No matter which antiderivative of $f(x)=3 x^{2}-1$ you use, the value of the definite integral $\int_{1}^{3} 3 x^{2}-1 d x \text { is 24. }$

Practice 3: $\int_{1.3}^{3.4} \operatorname{INT}(x) d x=3.9$. Since $f(x)=\operatorname{INT}(x)$ is not continuous on the interval [1.3, 3.4] so we can not use the Fundamental Theorem of Calculus. Instead, we can think of the definite integral as an area (Fig. 20).

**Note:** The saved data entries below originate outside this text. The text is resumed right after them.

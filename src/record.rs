//! Record input plumbing
//!
//! Parses the storage layer's JSON blob (array or NDJSON) into daily
//! records, and scans a series for the guarantees the engine itself does
//! not enforce: ascending dates, one record per day, finite values. The
//! scan is a CLI/debugging aid; the engine trusts its callers.

use serde::Serialize;
use tracing::debug;

use crate::error::AnalyticsError;
use crate::types::DailyRecord;

/// Adapter for record input formats
pub struct RecordAdapter;

impl RecordAdapter {
    /// Parse a JSON array of records
    pub fn parse_array(json: &str) -> Result<Vec<DailyRecord>, AnalyticsError> {
        let records: Vec<DailyRecord> = serde_json::from_str(json)?;
        debug!(count = records.len(), "parsed record array");
        Ok(records)
    }

    /// Parse NDJSON (newline-delimited JSON), one record per line
    pub fn parse_ndjson(ndjson: &str) -> Result<Vec<DailyRecord>, AnalyticsError> {
        let mut records = Vec::new();
        for (line_num, line) in ndjson.lines().enumerate() {
            let trimmed = line.trim();
            if trimmed.is_empty() {
                continue;
            }
            match serde_json::from_str::<DailyRecord>(trimmed) {
                Ok(record) => records.push(record),
                Err(e) => {
                    return Err(AnalyticsError::ParseError(format!(
                        "failed to parse line {}: {}",
                        line_num + 1,
                        e
                    )));
                }
            }
        }
        debug!(count = records.len(), "parsed ndjson records");
        Ok(records)
    }

    /// Scan a series for ordering and value issues
    pub fn validate_series(records: &[DailyRecord]) -> Vec<SeriesIssue> {
        let mut issues = Vec::new();

        for (idx, pair) in records.windows(2).enumerate() {
            let prev_day = pair[0].date.date_naive();
            let day = pair[1].date.date_naive();
            if day < prev_day {
                issues.push(SeriesIssue {
                    index: idx + 1,
                    kind: SeriesIssueKind::OutOfOrder,
                    detail: format!("{day} sorts before {prev_day}"),
                });
            } else if day == prev_day {
                issues.push(SeriesIssue {
                    index: idx + 1,
                    kind: SeriesIssueKind::DuplicateDay,
                    detail: format!("second record for {day}"),
                });
            }
        }

        for (idx, record) in records.iter().enumerate() {
            for (field, value) in [
                ("sleepHours", record.sleep_hours),
                ("waterOz", record.water_oz),
                ("mood", record.mood),
            ] {
                if !value.is_finite() {
                    issues.push(SeriesIssue {
                        index: idx,
                        kind: SeriesIssueKind::NonFiniteValue,
                        detail: format!("{field} is {value}"),
                    });
                }
            }
        }

        if !issues.is_empty() {
            debug!(count = issues.len(), "series validation found issues");
        }
        issues
    }
}

/// A problem found in a record series
#[derive(Debug, Clone, Serialize)]
pub struct SeriesIssue {
    /// Index of the offending record
    pub index: usize,
    pub kind: SeriesIssueKind,
    pub detail: String,
}

#[derive(Debug, Clone, Copy, PartialEq, Eq, Serialize)]
#[serde(rename_all = "snake_case")]
pub enum SeriesIssueKind {
    OutOfOrder,
    DuplicateDay,
    NonFiniteValue,
}

#[cfg(test)]
mod tests {
    use super::*;
    use chrono::{TimeZone, Utc};

    fn sample_json() -> &'static str {
        r#"[
            {"date": "2024-03-01T08:00:00Z", "sleepHours": 7.2, "steps": 9200, "heartRateBpm": 66, "waterOz": 70.0, "mood": 7.5},
            {"date": "2024-03-02T08:00:00Z", "sleepHours": 6.8, "steps": 10400, "heartRateBpm": 68, "waterOz": 58.0, "mood": 6.9}
        ]"#
    }

    #[test]
    fn test_parse_array() {
        let records = RecordAdapter::parse_array(sample_json()).unwrap();
        assert_eq!(records.len(), 2);
        assert_eq!(records[0].sleep_hours, 7.2);
        assert_eq!(records[1].steps, 10_400);
        assert_eq!(records[1].heart_rate_bpm, 68);
    }

    #[test]
    fn test_parse_ndjson_skips_blank_lines() {
        let ndjson = concat!(
            r#"{"date": "2024-03-01T08:00:00Z", "sleepHours": 7.2, "steps": 9200, "heartRateBpm": 66, "waterOz": 70.0, "mood": 7.5}"#,
            "\n\n",
            r#"{"date": "2024-03-02T08:00:00Z", "sleepHours": 6.8, "steps": 10400, "heartRateBpm": 68, "waterOz": 58.0, "mood": 6.9}"#,
            "\n",
        );
        let records = RecordAdapter::parse_ndjson(ndjson).unwrap();
        assert_eq!(records.len(), 2);
    }

    #[test]
    fn test_parse_ndjson_reports_line_number() {
        let ndjson = concat!(
            r#"{"date": "2024-03-01T08:00:00Z", "sleepHours": 7.2, "steps": 9200, "heartRateBpm": 66, "waterOz": 70.0, "mood": 7.5}"#,
            "\n",
            "not json\n",
        );
        let err = RecordAdapter::parse_ndjson(ndjson).unwrap_err();
        assert!(err.to_string().contains("line 2"));
    }

    #[test]
    fn test_roundtrip_camel_case() {
        let records = RecordAdapter::parse_array(sample_json()).unwrap();
        let json = serde_json::to_string(&records).unwrap();
        assert!(json.contains("sleepHours"));
        assert!(json.contains("heartRateBpm"));
        assert!(json.contains("waterOz"));
    }

    fn make_record(day: u32) -> DailyRecord {
        DailyRecord {
            date: Utc.with_ymd_and_hms(2024, 3, day, 8, 0, 0).unwrap(),
            sleep_hours: 7.0,
            steps: 8_000,
            heart_rate_bpm: 70,
            water_oz: 64.0,
            mood: 7.0,
        }
    }

    #[test]
    fn test_validate_clean_series() {
        let records = vec![make_record(1), make_record(2), make_record(3)];
        assert!(RecordAdapter::validate_series(&records).is_empty());
    }

    #[test]
    fn test_validate_out_of_order() {
        let records = vec![make_record(2), make_record(1)];
        let issues = RecordAdapter::validate_series(&records);
        assert_eq!(issues.len(), 1);
        assert_eq!(issues[0].kind, SeriesIssueKind::OutOfOrder);
        assert_eq!(issues[0].index, 1);
    }

    #[test]
    fn test_validate_duplicate_day() {
        let records = vec![make_record(1), make_record(1)];
        let issues = RecordAdapter::validate_series(&records);
        assert_eq!(issues.len(), 1);
        assert_eq!(issues[0].kind, SeriesIssueKind::DuplicateDay);
    }

    #[test]
    fn test_validate_non_finite_value() {
        let mut records = vec![make_record(1)];
        records[0].mood = f64::NAN;
        let issues = RecordAdapter::validate_series(&records);
        assert_eq!(issues.len(), 1);
        assert_eq!(issues[0].kind, SeriesIssueKind::NonFiniteValue);
        assert!(issues[0].detail.contains("mood"));
    }
}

Practice 4: Total volume $\lim _{m e s h \rightarrow 0}\left\{\sum_{i=1}^{N}\left(3-c_{i}\right) \cdot\left(3-c_{i}\right) \cdot \Delta \mathrm{x}_{\mathrm{i}}\right\}$.

$\begin{aligned} &=\int_{0}^{2}(3-x)(3-x) d x \\ &=\int_{0}^{2}\left(9-6 x+x^{2}\right) d x \\ &=9 x-3 x^{2}+\left.\frac{x^{3}}{3}\right|_{0} ^{2}=\left(18-12+\frac{8}{3}\right)-(0-0+0)=8 \frac{2}{3} \end{aligned}$

Practice 5: $\frac{d}{d x}\left(\int_{0}^{x^{3}} \sin (t) d t\right)=\sin \left(x^{3}\right) \frac{d x^{3}}{d x}=3 x^{2} \cdot \sin \left(x^{3}\right)$.